### Records supplied
↓↓↓

pub mod create;

pub use create::{CreateEventCommand, CreateEventError};
//! Command implementations

pub mod migrate;
pub mod user;

use herdbook_server::config::{Config, DatabaseConfig};
use herdbook_server::db;
use herdbook_server::store::PgStore;

use crate::error::Result;

/// Pool settings for a one-shot admin command
pub(crate) fn database_config(database_url: &str) -> DatabaseConfig {
    DatabaseConfig {
        url: database_url.to_string(),
        max_connections: 1,
        min_connections: 0,
        ..Config::default().database
    }
}

/// Connect to `database_url`, applying any pending migrations first
pub(crate) async fn connect(database_url: &str) -> Result<PgStore> {
    let store = db::connect_store(&database_config(database_url)).await?;
    Ok(store)
}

↑↑↑

### How to complete this task
Starting from the top of the records and ending at the line that contains "one-shot admin command", repeat each line exactly and return only those lines.

### Response area
pub mod create;

pub use create::{CreateEventCommand, CreateEventError};
//! Command implementations

pub mod migrate;
pub mod user;

use herdbook_server::config::{Config, DatabaseConfig};
use herdbook_server::db;
use herdbook_server::store::PgStore;

use crate::error::Result;

/// Pool settings for a one-shot admin command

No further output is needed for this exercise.